English Hollyhock vs Grey Blue
English Hollyhock (Behr) and Grey Blue (RAL Classic) come from different manufacturers. English Hollyhock reads as blue, while Grey Blue reads as blue-grey — two distinct hue families, not close cousins. The 48-point LRV gap — 55 for English Hollyhock vs 7 for Grey Blue — means English Hollyhock will open up a space more effectively. A ΔE of 47.9 puts these firmly in different territory — two distinct design choices rather than close alternatives. Below you'll find 3 real-room photo comparisons where both colors appear side by side, plus 5 simulated room previews.

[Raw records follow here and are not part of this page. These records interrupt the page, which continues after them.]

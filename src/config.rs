//! Configuration management for soccer-sql.
//!
//! Handles loading the optional TOML config file and merging it with the
//! command line into the settings a run uses.

use crate::error::{Result, SoccerSqlError};
use crate::output::OutputFormat;
use serde::{Deserialize, Serialize};
use std::path::{Path, PathBuf};

/// Dataset path used when neither the CLI nor the config names one.
pub const DEFAULT_DATASET: &str = "database.sqlite";

/// Main configuration structure for soccer-sql.
#[derive(Debug, Clone, Serialize, Deserialize, Default, PartialEq)]
pub struct Config {
    /// Dataset location.
    #[serde(default)]
    pub dataset: DatasetConfig,

    /// Output settings.
    #[serde(default)]
    pub output: OutputConfig,
}

/// Dataset location.
#[derive(Debug, Clone, Serialize, Deserialize, Default, PartialEq)]
pub struct DatasetConfig {
    /// Path to the SQLite file.
    pub path: Option<PathBuf>,
}

/// Output settings.
#[derive(Debug, Clone, Serialize, Deserialize, PartialEq)]
pub struct OutputConfig {
    /// "text" or "json".
    #[serde(default)]
    pub format: OutputFormat,

    /// Text rows shown per result set; 0 = unlimited.
    #[serde(default = "default_max_rows")]
    pub max_rows: usize,
}

fn default_max_rows() -> usize {
    25
}

impl Default for OutputConfig {
    fn default() -> Self {
        Self {
            format: OutputFormat::default(),
            max_rows: default_max_rows(),
        }
    }
}

impl Config {
    /// Returns the default config file path for the current platform.
    pub fn default_path() -> PathBuf {
        dirs::config_dir()
            .unwrap_or_else(|| PathBuf::from("."))
            .join("soccer-sql")
            .join("config.toml")
    }

    /// Loads configuration from a TOML file.
    ///
    /// A missing file is not an error; defaults are used instead.
    pub fn load_from_file(path: &Path) -> Result<Self> {
        if !path.exists() {
            return Ok(Self::default());
        }

        let content = std::fs::read_to_string(path).map_err(|e| {
            SoccerSqlError::config(format!("Failed to read config file {}: {e}", path.display()))
        })?;

        Self::parse_toml(&content, path)
    }

    /// Parses configuration from a TOML string.
    fn parse_toml(content: &str, path: &Path) -> Result<Self> {
        toml::from_str(content).map_err(|e| {
            SoccerSqlError::config(format!(
                "Configuration error in {}:\n  {}",
                path.display(),
                e
            ))
        })
    }
}

/// Effective settings for one run, after CLI overrides.
#[derive(Debug, Clone, PartialEq)]
pub struct Settings {
    pub dataset: PathBuf,
    pub format: OutputFormat,
    pub max_rows: usize,
    /// Catalog numbers to run; empty runs everything.
    pub only: Vec<u8>,
    pub fail_fast: bool,
    pub list: bool,
    pub tables: bool,
}

impl Settings {
    /// Resolves settings with precedence CLI > config file > defaults.
    pub fn resolve(cli: &crate::cli::Cli, config: &Config) -> Result<Self> {
        let dataset = cli
            .dataset
            .clone()
            .or_else(|| config.dataset.path.clone())
            .unwrap_or_else(|| PathBuf::from(DEFAULT_DATASET));

        let format = match cli.parse_output_format().map_err(SoccerSqlError::config)? {
            Some(format) => format,
            None => config.output.format,
        };

        Ok(Self {
            dataset,
            format,
            max_rows: cli.max_rows.unwrap_or(config.output.max_rows),
            only: cli.only.clone(),
            fail_fast: cli.fail_fast,
            list: cli.list,
            tables: cli.tables,
        })
    }
}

English Hollyhock vs Grey Blue in Real Spaces
3 real rooms side by side. Seeing English Hollyhock and Grey Blue in actual rooms makes the difference concrete; browse the spaces below to get a feel for how each color lives on a wall.
Bedroom
Bedrooms are typically lit with warmer, lower light than the rest of the house — a condition that flatters warm tones and deepens cool ones. English Hollyhock returns significantly more light to the room — in a smaller or darker space, that difference in perceived brightness is hard to miss.
House
A full exterior is the most demanding test for a paint color — scale and outdoor light both amplify differences that seem small on a swatch. English Hollyhock returns significantly more light to the room — in a smaller or darker space, that difference in perceived brightness is hard to miss.
Kitchen Cabinets
Cabinet color is always seen in context — against countertops, backsplash, and hardware — which amplifies undertone differences that might disappear on a plain wall. English Hollyhock returns significantly more light to the room — in a smaller or darker space, that difference in perceived brightness is hard to miss.
Color Details
English Hollyhock vs Grey Blue Simulated Comparison
5 simulated room previews — drag the slider on each to see English Hollyhock on one side and Grey Blue on the other.
Digital color is approximate. These simulations are generated from the manufacturer's hex values and overlaid on grayscale room photos — your screen's calibration, brightness, and viewing angle all affect how they render. Before committing to either color, test physical samples in your own space under the light you actually live with.
More English Hollyhock comparisons
See how English Hollyhock stacks up against other well-photographed colors across different brands and tones.